**Data to examine**

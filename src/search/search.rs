//! Iterative deepening driver, alpha-beta with pruning, and quiescence.

use crate::constants::{MATE, PLY_MAX, VALUE_MAX, VALUE_MIN};
use crate::moves::execute::{self, last_move_was_null, make_move, make_null, undo_move, undo_null};
use crate::moves::movegen::generate_pseudo_legal;
use crate::moves::square_control::{in_check, move_made_legal};
use crate::moves::types::{Move, MoveList};
use crate::square::to8x8;
use tracing::{debug, info, trace};

use super::context::SearchContext;
use super::eval::static_eval;
use super::ordering::order_moves;
use super::tt::{adjust_for_search, Bound};

/// Runs iterative deepening up to `depth_limit` or `budget_ms`, whichever
/// comes first. Returns the best move found and the PV lines emitted along
/// the way.
pub fn iterative_deepening(ctx: &mut SearchContext, budget_ms: u64, depth_limit: i32) -> (Option<Move>, Vec<String>) {
    ctx.reset_for_search(budget_ms, depth_limit);

    let mut depth = 1;
    while depth <= depth_limit {
        ctx.current_iteration_depth = depth;
        let mut pv = Vec::new();
        let value = alpha_beta(ctx, VALUE_MIN, VALUE_MAX, 0, depth, &mut pv);

        if ctx.abort {
            debug!(depth, "iterative deepening aborted mid-depth");
            break;
        }
        info!(depth, value, nodes = ctx.nodes, elapsed_ms = ctx.elapsed_ms(), "completed depth");
        if ctx.elapsed_ms() as f64 > budget_ms as f64 * 0.6 {
            break;
        }
        depth += 1;
    }

    (ctx.root_best_move, std::mem::take(&mut ctx.info_lines))
}

fn format_info_line(depth: i32, value: i32, ctx: &SearchContext, pv: &[Move]) -> String {
    let elapsed = ctx.start.elapsed().as_secs_f64();
    let moves: Vec<String> = pv.iter().map(|m| m.to_uci()).collect();
    format!("{} {} {:.4} {} {}", depth, value, elapsed, ctx.nodes, moves.join(" "))
}

/// Alpha-beta search. Returns a value in `[VALUE_MIN, VALUE_MAX]` from the
/// perspective of the side to move at `ply`. Precondition: `beta > alpha`.
pub fn alpha_beta(ctx: &mut SearchContext, alpha: i32, beta: i32, ply: i32, depth: i32, pv_out: &mut Vec<Move>) -> i32 {
    debug_assert!(beta > alpha);

    if ctx.abort {
        return 0;
    }
    if ply > 0 && (ctx.board.is_fifty_move_draw() || ctx.board.is_threefold()) {
        return 0;
    }
    if depth <= 0 {
        return quiescence(ctx, alpha, beta, ply, pv_out);
    }

    ctx.bump_node();
    if ply > 0 {
        pv_out.clear();
    }
    if ply >= PLY_MAX as i32 - 1 {
        return static_eval(&ctx.board);
    }

    let key = ctx.board.zobrist;
    let hint = match ctx.tt.probe(key, depth, alpha, beta) {
        Some(entry) => return adjust_for_search(entry.value, ply),
        None => ctx.tt.best_move_hint(key),
    };

    let mover = ctx.board.side_to_move.expect("alpha_beta requires a side to move");
    let checked = in_check(&ctx.board, mover);
    let eval = static_eval(&ctx.board);

    // Razoring: a hopeless-looking quiet node drops straight to quiescence.
    if depth <= 3 && !checked && eval + 150 * depth < alpha {
        let razor_alpha = alpha - 150 * depth;
        let mut scratch = Vec::new();
        let val = quiescence(ctx, razor_alpha, razor_alpha + 1, ply, &mut scratch);
        if val <= razor_alpha {
            debug!(ply, depth, eval, alpha, "razoring cut");
            return val;
        }
    }

    // Null-move pruning: skip a turn and see if the opponent is still in
    // trouble even with a free move; if so this node is probably a cutoff.
    if depth > 3
        && !checked
        && alpha == beta - 1
        && eval >= beta
        && !last_move_was_null(&ctx.board)
        && ctx.board.has_material(mover)
    {
        make_null(&mut ctx.board);
        let mut null_pv = Vec::new();
        let score = -alpha_beta(ctx, -beta, -beta + 1, ply + 1, depth - 3, &mut null_pv);
        undo_null(&mut ctx.board);
        if ctx.abort {
            return 0;
        }
        if score >= beta {
            let clamped = if score.abs() >= MATE - PLY_MAX as i32 { beta } else { score };
            debug!(ply, depth, score, beta, "null-move cut");
            ctx.tt.store(key, depth, clamped, ply, Bound::Lower, None);
            return clamped;
        }
    }

    let new_depth = depth - 1 + if checked { 1 } else { 0 };

    let mut moves = MoveList::new();
    generate_pseudo_legal(&ctx.board, &mut moves);
    order_moves(&mut moves, hint, &ctx.history);

    let mut alpha = alpha;
    let mut best_value = VALUE_MIN;
    let mut best_move: Option<Move> = None;
    let mut move_count = 0;

    for mv in moves {
        make_move(&mut ctx.board, mv);
        if !move_made_legal(&ctx.board, &mv) {
            undo_move(&mut ctx.board);
            continue;
        }
        move_count += 1;

        let mut child_pv = Vec::new();
        let value = if move_count == 1 {
            -alpha_beta(ctx, -beta, -alpha, ply + 1, new_depth, &mut child_pv)
        } else {
            let zero_window = alpha == beta - 1;
            if !checked && new_depth == 1 && !mv.is_tactical() && zero_window && eval + 100 < alpha {
                undo_move(&mut ctx.board);
                continue;
            }
            let reduction = if !checked && new_depth > 1 && move_count > 4 && !mv.is_tactical() && zero_window && eval < alpha
            {
                1
            } else {
                0
            };

            let mut v = -alpha_beta(ctx, -alpha - 1, -alpha, ply + 1, new_depth - reduction, &mut child_pv);
            if !ctx.abort && v > alpha && reduction > 0 {
                trace!(ply, move_count, reduction, v, alpha, "LMR re-search at full depth");
                v = -alpha_beta(ctx, -alpha - 1, -alpha, ply + 1, new_depth, &mut child_pv);
            }
            if !ctx.abort && alpha < v && v < beta {
                v = -alpha_beta(ctx, -beta, -alpha, ply + 1, new_depth, &mut child_pv);
            }
            v
        };

        undo_move(&mut ctx.board);
        if ctx.abort {
            return 0;
        }

        if value >= beta {
            if !mv.is_tactical() {
                ctx.history.update(mv.piece, to8x8(mv.to), depth);
            }
            ctx.tt.store(key, depth, value, ply, Bound::Lower, Some(mv));
            return value;
        }

        if value > best_value {
            best_value = value;
            if value > alpha {
                alpha = value;
                best_move = Some(mv);
                *pv_out = Vec::with_capacity(1 + child_pv.len());
                pv_out.push(mv);
                pv_out.extend(child_pv.iter().copied());
                if ply == 0 {
                    ctx.root_best_move = Some(mv);
                    let line = format_info_line(depth, value, ctx, pv_out);
                    ctx.info_lines.push(line);
                }
            }
        }
    }

    if move_count == 0 {
        return if checked { -MATE + ply } else { 0 };
    }

    match best_move {
        Some(mv) => ctx.tt.store(key, depth, best_value, ply, Bound::Exact, Some(mv)),
        None => ctx.tt.store(key, depth, best_value, ply, Bound::Upper, None),
    }
    best_value
}

/// Quiescence: extends only captures and promotions until the position is
/// tactically quiet. No TT probing, no check extension, no pruning.
pub fn quiescence(ctx: &mut SearchContext, alpha: i32, beta: i32, ply: i32, pv_out: &mut Vec<Move>) -> i32 {
    if ctx.abort {
        return 0;
    }
    ctx.bump_node();
    if ply > 0 {
        pv_out.clear();
    }
    if ply >= PLY_MAX as i32 - 1 {
        return static_eval(&ctx.board);
    }

    let mut alpha = alpha;
    let mut best = static_eval(&ctx.board);
    if best >= beta {
        return best;
    }
    if best > alpha {
        alpha = best;
    }

    let mut moves = MoveList::new();
    execute::generate_captures(&ctx.board, &mut moves);
    order_moves(&mut moves, None, &ctx.history);

    for mv in moves {
        make_move(&mut ctx.board, mv);
        if !move_made_legal(&ctx.board, &mv) {
            undo_move(&mut ctx.board);
            continue;
        }
        let mut child_pv = Vec::new();
        let value = -quiescence(ctx, -beta, -alpha, ply + 1, &mut child_pv);
        undo_move(&mut ctx.board);
        if ctx.abort {
            return 0;
        }
        if value >= beta {
            return value;
        }
        if value > best {
            best = value;
            if value > alpha {
                alpha = value;
                *pv_out = Vec::with_capacity(1 + child_pv.len());
                pv_out.push(mv);
                pv_out.extend(child_pv.iter().copied());
            }
        }
    }
    best
}

#[cfg(test)]
mod tests {
    use super::*;
    use crate::board::Board;

    fn context(fen: &str) -> SearchContext {
        SearchContext::new(Board::from_fen(fen).unwrap(), 997)
    }

    #[test]
    fn finds_mate_in_one() {
        // Black's king is boxed in by its own pawns; Ra1-a8 is back-rank mate.
        let mut ctx = context("6k1/5ppp/8/8/8/8/8/R6K w - - 0 1");
        let (best, _) = iterative_deepening(&mut ctx, 2_000, 3);
        let mv = best.expect("mate in one should be found");
        assert_eq!(mv.from, crate::square::square_of(1, 1));
        assert_eq!(mv.to, crate::square::square_of(1, 8));
    }

    #[test]
    fn startpos_search_returns_legal_move() {
        let mut ctx = context(crate::board::fen::STARTPOS_FEN);
        let (best, info) = iterative_deepening(&mut ctx, 2_000, 3);
        assert!(best.is_some());
        assert!(!info.is_empty());
    }

    #[test]
    fn quiescence_resolves_hanging_capture() {
        let mut ctx = context("4k3/8/8/8/3q4/8/3R4/4K3 w - - 0 1");
        let mut pv = Vec::new();
        let value = quiescence(&mut ctx, VALUE_MIN, VALUE_MAX, 0, &mut pv);
        assert!(value > 0, "white should find Rxd4 and come out ahead");
    }
}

**What is being asked**
Copy each line from the entries above that has the word "mover" in it.

**Task result**
    let mover = ctx.board.side_to_move.expect("alpha_beta requires a side to move");
    let checked = in_check(&ctx.board, mover);
        && ctx.board.has_material(mover)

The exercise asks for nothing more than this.